What has this got to do with MS?  MS is MS no matter what most doctors think about it or want to call it.  Those of us suffering with the different aspects of the disease don’t care what type they call it or even IF they call it by a certain name.  It feels like it feels no matter the name.

The Mayo Clinic website says there are four types of MS: relapsing-remitting (RRMS), secondary-progressive (SPMS), primary-progressive (PPMS), and progressive-relapsing (PRMS).  If you read the descriptions of each type, you will notice that all involve a progression of the disease over years.  It does not go away entirely no matter what type you have.

Most of us have a multitude of symptoms ranging from fatigue, pain, paralysis, blindness and cognition problems.  (I wanted to say cognition malfunction, which is what I have!)  Like many other diseases, there are nearly as many different symptoms as there are people who have them.  Most have multiple symptoms and those may be different on any given day.  Sometimes the symptoms change from one hour to the next.  Getting used to a set of problems is not an option with this disease.

Multiple means having or involving several parts, elements, or members.
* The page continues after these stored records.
//! In-process gateway over JSON rows.
//!
//! Backs offline builds (`--seed data.json`) and every test that needs a
//! data service. Each table is a `Vec<Value>` behind a mutex; queries are
//! evaluated with [`Query::apply`] so filtering and ordering match the REST
//! dialect.
//!
//! Every call is recorded and failures can be injected per table (reads) or
//! after a number of successful writes, which is how partial background
//! activation is exercised.
//!
//! Seed file format: one JSON object mapping table names to row arrays.
//!
//! ```json
//! { "results": [ { "id": "r1", "year": "2025", ... } ], "teams": [] }
//! ```

use super::{Filter, Gateway, GatewayError, Query, tables};
use serde::Serialize;
use serde_json::{Map, Value};
use std::collections::HashMap;
use std::path::Path;
use std::sync::{Mutex, MutexGuard, PoisonError};

/// One recorded gateway call.
#[derive(Debug, Clone, PartialEq)]
pub enum Call {
    Select(String),
    Insert(String),
    Update { table: String, filters: Vec<String> },
    Delete { table: String, filters: Vec<String> },
    Rpc(String),
}

impl Call {
    pub fn is_write(&self) -> bool {
        !matches!(self, Call::Select(_))
    }
}

#[derive(Debug, Default)]
struct Failures {
    /// Reads of these tables fail with the given message.
    tables: HashMap<String, String>,
    /// Writes fail once this many have succeeded.
    writes_after: Option<(usize, String)>,
    writes_done: usize,
}

#[derive(Debug, Default)]
pub struct MemoryGateway {
    tables: Mutex<HashMap<String, Vec<Value>>>,
    calls: Mutex<Vec<Call>>,
    failures: Mutex<Failures>,
}

fn lock<T>(m: &Mutex<T>) -> MutexGuard<'_, T> {
    m.lock().unwrap_or_else(PoisonError::into_inner)
}

impl MemoryGateway {
    pub fn new() -> Self {
        Self::default()
    }

    /// Load every table from a seed file.
    pub fn from_seed_file(path: &Path) -> Result<Self, GatewayError> {
        let content = std::fs::read_to_string(path)?;
        let raw: HashMap<String, Vec<Value>> = serde_json::from_str(&content)?;
        let gw = Self::new();
        *lock(&gw.tables) = raw;
        Ok(gw)
    }

    /// Append typed rows to a table.
    pub fn seed<T: Serialize>(&self, table: &str, rows: Vec<T>) {
        let values: Vec<Value> = rows
            .into_iter()
            .filter_map(|r| serde_json::to_value(r).ok())
            .collect();
        lock(&self.tables)
            .entry(table.to_string())
            .or_default()
            .extend(values);
    }

    /// Current contents of a table, in storage order.
    pub fn rows(&self, table: &str) -> Vec<Value> {
        lock(&self.tables).get(table).cloned().unwrap_or_default()
    }

    pub fn calls(&self) -> Vec<Call> {
        lock(&self.calls).clone()
    }

    /// Make every read of `table` fail with `message`.
    pub fn fail_table(&self, table: &str, message: &str) {
        lock(&self.failures)
            .tables
            .insert(table.to_string(), message.to_string());
    }

    /// Let `n` more writes succeed, then fail every write with `message`.
    pub fn fail_writes_after(&self, n: usize, message: &str) {
        let mut failures = lock(&self.failures);
        failures.writes_after = Some((failures.writes_done + n, message.to_string()));
    }

    fn record(&self, call: Call) {
        lock(&self.calls).push(call);
    }

    fn check_write(&self) -> Result<(), GatewayError> {
        let mut failures = lock(&self.failures);
        if let Some((limit, message)) = &failures.writes_after
            && failures.writes_done >= *limit
        {
            return Err(GatewayError::Status {
                status: 503,
                message: message.clone(),
            });
        }
        failures.writes_done += 1;
        Ok(())
    }

    fn next_id(rows: &[Value], table: &str) -> String {
        format!("{}-{}", table, rows.len() + 1)
    }
}

fn describe(filters: &[Filter]) -> Vec<String> {
    filters
        .iter()
        .map(|f| {
            let (col, val) = f.to_pair();
            format!("{col}={val}")
        })
        .collect()
}

impl Gateway for MemoryGateway {
    fn select(&self, query: &Query) -> Result<Vec<Value>, GatewayError> {
        self.record(Call::Select(query.table.clone()));
        if let Some(message) = lock(&self.failures).tables.get(&query.table) {
            return Err(GatewayError::Status {
                status: 503,
                message: message.clone(),
            });
        }
        let tables = lock(&self.tables);
        let rows = tables.get(&query.table).map(Vec::as_slice).unwrap_or(&[]);
        Ok(query.apply(rows))
    }

    fn insert(&self, table: &str, row: Value) -> Result<Value, GatewayError> {
        self.record(Call::Insert(table.to_string()));
        self.check_write()?;
        let Value::Object(mut fields) = row else {
            return Err(GatewayError::Invalid(format!(
                "insert into {table} expects an object"
            )));
        };
        let mut tables = lock(&self.tables);
        let rows = tables.entry(table.to_string()).or_default();
        if !fields.contains_key("id") {
            fields.insert("id".into(), Value::String(Self::next_id(rows, table)));
        }
        if !fields.contains_key("created_at") {
            fields.insert(
                "created_at".into(),
                Value::String(chrono::Utc::now().to_rfc3339()),
            );
        }
        let stored = Value::Object(fields);
        rows.push(stored.clone());
        Ok(stored)
    }

    fn update(&self, table: &str, filters: &[Filter], patch: Value) -> Result<usize, GatewayError> {
        self.record(Call::Update {
            table: table.to_string(),
            filters: describe(filters),
        });
        self.check_write()?;
        let patch: Map<String, Value> = match patch {
            Value::Object(m) => m,
            _ => {
                return Err(GatewayError::Invalid(format!(
                    "update of {table} expects an object"
                )));
            }
        };
        let mut tables = lock(&self.tables);
        let mut touched = 0;
        for row in tables.get_mut(table).into_iter().flatten() {
            if filters.iter().all(|f| f.matches(row))
                && let Value::Object(fields) = row
            {
                for (k, v) in &patch {
                    fields.insert(k.clone(), v.clone());
                }
                touched += 1;
            }
        }
        Ok(touched)
    }

    fn delete(&self, table: &str, filters: &[Filter]) -> Result<usize, GatewayError> {
        self.record(Call::Delete {
            table: table.to_string(),
            filters: describe(filters),
        });
        self.check_write()?;
        let mut tables = lock(&self.tables);
        let Some(rows) = tables.get_mut(table) else {
            return Ok(0);
        };
        let before = rows.len();
        rows.retain(|row| !filters.iter().all(|f| f.matches(row)));
        Ok(before - rows.len())
    }

    fn rpc(&self, function: &str, args: Value) -> Result<Value, GatewayError> {
        self.record(Call::Rpc(function.to_string()));
        self.check_write()?;
        match function {
            "set_active_background" => {
                let target = args
                    .get("target_id")
                    .map(super::query::param_text)
                    .ok_or_else(|| GatewayError::Invalid("missing target_id".into()))?;
                let mut store = lock(&self.tables);
                let rows = store.entry(tables::BACKGROUNDS.to_string()).or_default();
                let by_id = Filter::eq("id", target.as_str());
                if !rows.iter().any(|r| by_id.matches(r)) {
                    return Err(GatewayError::NotFound {
                        table: tables::BACKGROUNDS.to_string(),
                        id: target,
                    });
                }
                for row in rows.iter_mut() {
                    let active = by_id.matches(row);
                    if let Value::Object(fields) = row {
                        fields.insert("is_active".into(), Value::Bool(active));
                    }
                }
                Ok(Value::Null)
            }
            other => Err(GatewayError::UnknownFunction(other.to_string())),
        }
    }
}

#[cfg(test)]
mod tests {
    use super::*;
    use serde_json::json;
    use tempfile::TempDir;

    #[test]
    fn select_reads_seeded_rows() {
        let gw = MemoryGateway::new();
        gw.seed("teams", vec![json!({ "id": "t1", "name": "Blue", "points": 3 })]);
        let rows = gw.select(&Query::new("teams")).unwrap();
        assert_eq!(rows.len(), 1);
        assert_eq!(gw.calls(), vec![Call::Select("teams".into())]);
    }

    #[test]
    fn select_of_unknown_table_is_empty() {
        let gw = MemoryGateway::new();
        assert!(gw.select(&Query::new("nothing")).unwrap().is_empty());
    }

    #[test]
    fn failed_table_returns_status_error() {
        let gw = MemoryGateway::new();
        gw.fail_table("teams", "relation does not exist");
        let err = gw.select(&Query::new("teams")).unwrap_err();
        assert_eq!(err.to_string(), "503: relation does not exist");
    }

    #[test]
    fn insert_assigns_id_and_timestamp() {
        let gw = MemoryGateway::new();
        let row = gw.insert("teams", json!({ "name": "Blue", "points": 0 })).unwrap();
        assert_eq!(row["id"], "teams-1");
        assert!(row["created_at"].is_string());
        assert_eq!(gw.rows("teams").len(), 1);
    }

    #[test]
    fn insert_rejects_non_object() {
        let gw = MemoryGateway::new();
        assert!(matches!(
            gw.insert("teams", json!([1, 2])),
            Err(GatewayError::Invalid(_))
        ));
    }

    #[test]
    fn update_touches_matching_rows_only() {
        let gw = MemoryGateway::new();
        gw.seed(
            "teams",
            vec![
                json!({ "id": "t1", "points": 1 }),
                json!({ "id": "t2", "points": 2 }),
            ],
        );
        let n = gw
            .update("teams", &[Filter::eq("id", "t2")], json!({ "points": 9 }))
            .unwrap();
        assert_eq!(n, 1);
        assert_eq!(gw.rows("teams")[0]["points"], 1);
        assert_eq!(gw.rows("teams")[1]["points"], 9);
    }

    #[test]
    fn delete_removes_matching_rows() {
        let gw = MemoryGateway::new();
        gw.seed("teams", vec![json!({ "id": "t1" }), json!({ "id": "t2" })]);
        assert_eq!(gw.delete("teams", &[Filter::eq("id", "t1")]).unwrap(), 1);
        assert_eq!(gw.rows("teams").len(), 1);
    }

    #[test]
    fn writes_fail_after_budget() {
        let gw = MemoryGateway::new();
        gw.fail_writes_after(1, "down");
        assert!(gw.insert("teams", json!({ "name": "a" })).is_ok());
        assert!(gw.insert("teams", json!({ "name": "b" })).is_err());
        assert_eq!(gw.rows("teams").len(), 1);
    }

    #[test]
    fn unknown_rpc_is_error() {
        let gw = MemoryGateway::new();
        assert!(matches!(
            gw.rpc("drop_everything", json!({})),
            Err(GatewayError::UnknownFunction(_))
        ));
    }

    #[test]
    fn loads_seed_file() {
        let tmp = TempDir::new().unwrap();
        let path = tmp.path().join("seed.json");
        std::fs::write(
            &path,
            r#"{ "teams": [ { "id": "t1", "name": "Blue", "points": 4 } ] }"#,
        )
        .unwrap();
        let gw = MemoryGateway::from_seed_file(&path).unwrap();
        assert_eq!(gw.rows("teams").len(), 1);
    }

    #[test]
    fn malformed_seed_file_is_json_error() {
        let tmp = TempDir::new().unwrap();
        let path = tmp.path().join("seed.json");
        std::fs::write(&path, "[1, 2").unwrap();
        assert!(matches!(
            MemoryGateway::from_seed_file(&path),
            Err(GatewayError::Json(_))
        ));
    }
}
Sclerosis, in medical terminology, is defined as a condition in which the organs which are within the nervous system of the human body, particularly the brain and the spinal cord, harden. Sclerosis is the name of the condition which results from the degeneration of such elements of the nervous system as the myelin sheath. Sclerosis is characterized by the hardening of the tissues of the nervous system due to the inflammation of diseases.

The word sclerosis is derived from the Greek word skleros, which means hard. MS is usually diagnosed by an MRI of the brain. Hey……….is somebody trying to tell us we are hard-headed??


Muffie said...

No, we're not hard headed --- if anything we're just hard neuroned! As for the first part of your post, I love discerning how various regions in our country speak. I also love spelling and learning the origins of words. I'm such a nerd!

Janie said...

I would LOVE to be a computer nerd! I am so facinated by how things work, but don't have the knowledge (or patience, sometimes!) to figure out the things I want to know. As I told a friend the other day, the more I learn, the less I know!